Edition "Businessman”Reported that a database was found in the network that allegedly contained information about 500,000 users of the portal for job search Job in Moscow (jobinmoscow.ru). The database contains not only publicly available data about applicants, but also logins and passwords from accounts. According to official statistics, on November 27, 2019, jobinmoscow.ru posted more than 566,000 vacancies from 209,000 companies, as well as more than 195,000 resumes.
The leak was reported to journalists by the founder and technical director of DeviceLock Ashot Hovhannisyan. The publication reports that some of the logins and passwords from the database were relevant: when you enter some of them, you can go to the user’s pages, but after the journalists notified the representatives of the portal, access was denied.

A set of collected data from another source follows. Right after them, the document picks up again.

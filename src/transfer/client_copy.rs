use std::fmt;
use std::fmt::{Display, Formatter};
use std::path::PathBuf;
use std::sync::Arc;
use std::sync::atomic::{AtomicU32, Ordering};
use std::time::Instant;

use anyhow::{Context, Result, anyhow};
use tokio::io::AsyncWriteExt;
use tracing::{debug, warn};

use crate::config::ClientConfig;
use crate::storage::s3::S3StorageFactory;
use crate::storage::StorageFactory;
use crate::transfer::bandwidth::{BandwidthLimit, BandwidthLimiter, RateLimitedReader};
use crate::transfer::disk_space::validate_staging_space;
use crate::transfer::metrics::{CopyMetrics, TransferPhase};
use crate::transfer::retry::{
    RetryConfig, RetryEvent, RetryObserver, TracingRetryObserver, with_retry,
};
use crate::types::error::S3mirrorError;
use crate::types::token::PipelineCancellationToken;
use crate::types::{ObjectUrl, StoragePath};

const STAGING_FILE_PREFIX: &str = "s3mirror-staging-";

/// Configuration of one client-side copy: download from the source store to
/// a local staging file, then upload to the destination store.
#[derive(Debug, Clone, Default)]
pub struct ClientCopyConfig {
    pub source_url: String,
    pub destination_url: String,
    pub bandwidth_limit: Option<String>,
    pub source_profile: Option<String>,
    pub destination_profile: Option<String>,
    pub source_endpoint_url: Option<String>,
    pub destination_endpoint_url: Option<String>,
    pub skip_disk_check: bool,
}

#[derive(Debug, Clone, PartialEq, Eq)]
pub enum ValidationIssue {
    Error(String),
    Warning(String),
}

impl ValidationIssue {
    pub fn is_warning(&self) -> bool {
        matches!(self, ValidationIssue::Warning(_))
    }

    pub fn message(&self) -> &str {
        match self {
            ValidationIssue::Error(message) => message,
            ValidationIssue::Warning(message) => message,
        }
    }
}

impl Display for ValidationIssue {
    fn fmt(&self, f: &mut Formatter<'_>) -> fmt::Result {
        match self {
            ValidationIssue::Error(message) => write!(f, "{message}"),
            ValidationIssue::Warning(message) => write!(f, "warning: {message}"),
        }
    }
}

impl ClientCopyConfig {
    /// Checks the whole configuration. Warnings do not abort the copy;
    /// errors do, before any I/O.
    pub fn validate(&self) -> Vec<ValidationIssue> {
        let mut issues = Vec::new();

        if let Some(limit) = &self.bandwidth_limit {
            if let Err(e) = BandwidthLimit::parse(limit) {
                issues.push(ValidationIssue::Error(format!("bandwidth validation: {e}")));
            }
        }

        if self.source_url.is_empty() {
            issues.push(ValidationIssue::Error(
                "source URL cannot be empty".to_string(),
            ));
        }
        if self.destination_url.is_empty() {
            issues.push(ValidationIssue::Error(
                "destination URL cannot be empty".to_string(),
            ));
        }
        if !self.source_url.is_empty() && self.source_url == self.destination_url {
            issues.push(ValidationIssue::Error(
                "source and destination URLs cannot be the same".to_string(),
            ));
        }

        // a custom endpoint usually belongs to a specific profile
        if self.source_profile.is_none() && self.source_endpoint_url.is_some() {
            issues.push(ValidationIssue::Warning(
                "source endpoint specified without profile".to_string(),
            ));
        }
        if self.destination_profile.is_none() && self.destination_endpoint_url.is_some() {
            issues.push(ValidationIssue::Warning(
                "destination endpoint specified without profile".to_string(),
            ));
        }

        issues
    }

    pub fn config_summary(&self) -> String {
        format!(
            "Source: {}, Destination: {}, Bandwidth: {}, SkipDiskCheck: {}",
            self.source_url,
            self.destination_url,
            self.bandwidth_limit.as_deref().unwrap_or("unlimited"),
            self.skip_disk_check
        )
    }
}

// Counts retries for the metrics record while forwarding events to the
// tracing observer.
struct RecordingRetryObserver {
    inner: TracingRetryObserver,
    retries: AtomicU32,
}

impl RecordingRetryObserver {
    fn new() -> Self {
        Self {
            inner: TracingRetryObserver,
            retries: AtomicU32::new(0),
        }
    }

    fn retries(&self) -> u32 {
        self.retries.load(Ordering::SeqCst)
    }
}

impl RetryObserver for RecordingRetryObserver {
    fn on_event(&self, event: RetryEvent<'_>) {
        if matches!(event, RetryEvent::Retrying { .. }) {
            self.retries.fetch_add(1, Ordering::SeqCst);
        }
        self.inner.on_event(event);
    }
}

/// Orchestrates one client-side copy: validate, disk check, download to a
/// staging file, upload, cleanup, metrics summary.
pub struct ClientCopier {
    config: ClientCopyConfig,
    retry_config: RetryConfig,
    staging_dir: PathBuf,
    cancellation_token: PipelineCancellationToken,
}

impl ClientCopier {
    pub fn new(
        config: ClientCopyConfig,
        retry_config: RetryConfig,
        staging_dir: PathBuf,
        cancellation_token: PipelineCancellationToken,
    ) -> Self {
        Self {
            config,
            retry_config,
            staging_dir,
            cancellation_token,
        }
    }

    pub async fn copy(&self) -> Result<CopyMetrics> {
        self.validate_config()?;
        let (source_bucket, source_key) = parse_remote_url(&self.config.source_url)?;
        let (destination_bucket, destination_key) =
            parse_remote_url(&self.config.destination_url)?;

        let bandwidth_limit = self
            .config
            .bandwidth_limit
            .as_deref()
            .map(BandwidthLimit::parse)
            .transpose()?
            .flatten();
        let rate_limiter = bandwidth_limit.map(|limit| Arc::new(BandwidthLimiter::new(limit)));

        let mut metrics = CopyMetrics::new(
            self.config.source_url.clone(),
            self.config.destination_url.clone(),
            bandwidth_limit,
            self.config.skip_disk_check,
            self.staging_dir.clone(),
        );

        debug!(config = self.config.config_summary(), "client copy started.");

        let observer = RecordingRetryObserver::new();
        let result = self
            .run_phases(
                &mut metrics,
                &observer,
                &rate_limiter,
                source_bucket,
                source_key,
                destination_bucket,
                destination_key,
            )
            .await;

        metrics.add_retry_attempts(observer.retries());
        if let Err(e) = &result {
            metrics.record_error(e);
        }
        metrics.log_summary();

        result.map(|()| metrics)
    }

    // Preconditions checked before any I/O. Warnings are logged and do not
    // abort.
    fn validate_config(&self) -> Result<()> {
        let issues = self.config.validate();
        for issue in &issues {
            if issue.is_warning() {
                warn!(message = issue.message(), "client copy configuration warning.");
            }
        }
        if let Some(issue) = issues.iter().find(|issue| !issue.is_warning()) {
            return Err(anyhow!(S3mirrorError::ConfigError(
                issue.message().to_string()
            )));
        }

        Ok(())
    }

    #[allow(clippy::too_many_arguments)]
    async fn run_phases(
        &self,
        metrics: &mut CopyMetrics,
        observer: &RecordingRetryObserver,
        rate_limiter: &Option<Arc<BandwidthLimiter>>,
        source_bucket: String,
        source_key: String,
        destination_bucket: String,
        destination_key: String,
    ) -> Result<()> {
        let (stats_sender, _stats_receiver) = async_channel::unbounded();

        let source_storage = S3StorageFactory::create(
            StoragePath::S3 {
                bucket: source_bucket,
                prefix: String::new(),
            },
            self.cancellation_token.clone(),
            stats_sender.clone(),
            Some(ClientConfig {
                profile: self.config.source_profile.clone(),
                endpoint_url: self.config.source_endpoint_url.clone(),
                force_path_style: false,
            }),
            None,
        )
        .await;

        let destination_storage = S3StorageFactory::create(
            StoragePath::S3 {
                bucket: destination_bucket,
                prefix: String::new(),
            },
            self.cancellation_token.clone(),
            stats_sender,
            Some(ClientConfig {
                profile: self.config.destination_profile.clone(),
                endpoint_url: self.config.destination_endpoint_url.clone(),
                force_path_style: false,
            }),
            None,
        )
        .await;

        let stat_started = Instant::now();
        let source_entry = source_storage
            .stat_object(&source_key)
            .await
            .context("failed to get source object info")?;
        metrics.set_network_latency(stat_started.elapsed());

        if !self.config.skip_disk_check {
            let disk_space = validate_staging_space(&self.staging_dir, source_entry.size as u64)?;
            metrics.set_disk_space_info(disk_space.required, disk_space.available);
        }

        let staging_file = tempfile::Builder::new()
            .prefix(STAGING_FILE_PREFIX)
            .tempfile_in(&self.staging_dir)
            .context("failed to create staging file")?;
        let staging_path = staging_file.path().to_path_buf();

        metrics.start_download();
        let downloaded_bytes = {
            let source_storage = &source_storage;
            let staging_path = &staging_path;
            with_retry(
                &self.retry_config,
                &self.cancellation_token,
                observer,
                "download",
                move || {
                    let rate_limiter = rate_limiter.clone();
                    let cancellation_token = self.cancellation_token.clone();
                    let source_key = source_key.clone();
                    async move {
                        // each attempt starts over on a truncated file
                        let mut file = tokio::fs::OpenOptions::new()
                            .write(true)
                            .truncate(true)
                            .open(staging_path)
                            .await
                            .context("failed to open staging file")?;

                        let reader = source_storage.get_object_reader(&source_key).await?;
                        let mut reader = RateLimitedReader::new(
                            reader,
                            rate_limiter,
                            None,
                            cancellation_token,
                        );

                        let downloaded_bytes = tokio::io::copy(&mut reader, &mut file)
                            .await
                            .context("download to staging file failed")?;
                        file.flush().await?;

                        Ok(downloaded_bytes)
                    }
                },
            )
            .await?
        };
        metrics.end_download();
        metrics.set_total_bytes(downloaded_bytes);
        metrics.add_throughput_sample(downloaded_bytes, TransferPhase::Download);

        metrics.start_upload();
        {
            let destination_storage = &destination_storage;
            let staging_path = &staging_path;
            with_retry(
                &self.retry_config,
                &self.cancellation_token,
                observer,
                "upload",
                move || {
                    let rate_limiter = rate_limiter.clone();
                    let cancellation_token = self.cancellation_token.clone();
                    let destination_key = destination_key.clone();
                    async move {
                        let file = tokio::fs::File::open(staging_path)
                            .await
                            .context("failed to open staging file")?;
                        let reader = RateLimitedReader::new(
                            file,
                            rate_limiter,
                            None,
                            cancellation_token,
                        );

                        destination_storage
                            .put_object(
                                &destination_key,
                                Box::new(reader),
                                downloaded_bytes,
                                None,
                            )
                            .await
                    }
                },
            )
            .await?
        };
        metrics.end_upload();
        metrics.add_throughput_sample(2 * downloaded_bytes, TransferPhase::Upload);

        // cleanup is best-effort; a leftover staging file must never fail
        // an otherwise successful copy
        if let Err(e) = staging_file.close() {
            warn!(error = %e, "failed to remove staging file.");
        }

        Ok(())
    }
}

fn parse_remote_url(raw_url: &str) -> Result<(String, String)> {
    match ObjectUrl::parse(raw_url) {
        ObjectUrl::Remote { bucket, key } if !key.is_empty() => Ok((bucket, key)),
        _ => Err(anyhow!(S3mirrorError::ConfigError(format!(
            "client copy requires s3://<bucket>/<key> URLs on both sides: {raw_url}"
        )))),
    }
}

Representatives of Forex Consulting LLC, which owns the job site, said that a quick analysis of the situation did not reveal any violations of the law on their part, and the company’s specialists are already “analyzing any possible threats to the site’s technical security and taking the necessary steps to prevent unlawful use of the site. "
Group-IB experts, whom reporters asked for comments, noted that if passwords were found in the database, it means that they were most likely stored in clear text. And this indicates a weak security of the authorization process.
Kaspersky Lab experts, in turn, warned that attackers can use someone else’s logged-in data to attempt to penetrate other sites and services, for example, into accounts on social networks or mail. Also, data may enter the fake job market. In such cases, scammers tell the candidate that he is almost hired, but you need to pay for something, for example, for processing documents or work clothes. Of course, after receiving the money, they disappear. Also, attackers can offer “guaranteed” employment for money, which also, in the end, turns out to be a hoax.
The competitors did not see a big problem in what happened. Such a leak is unpleasant, but does not pose significant threats to users, says Alexey Zakharov, founder of SuperJob. According to him, jobinmoscow.ru is not one of the largest market participants, and passwords from it are "hardly interesting to anyone."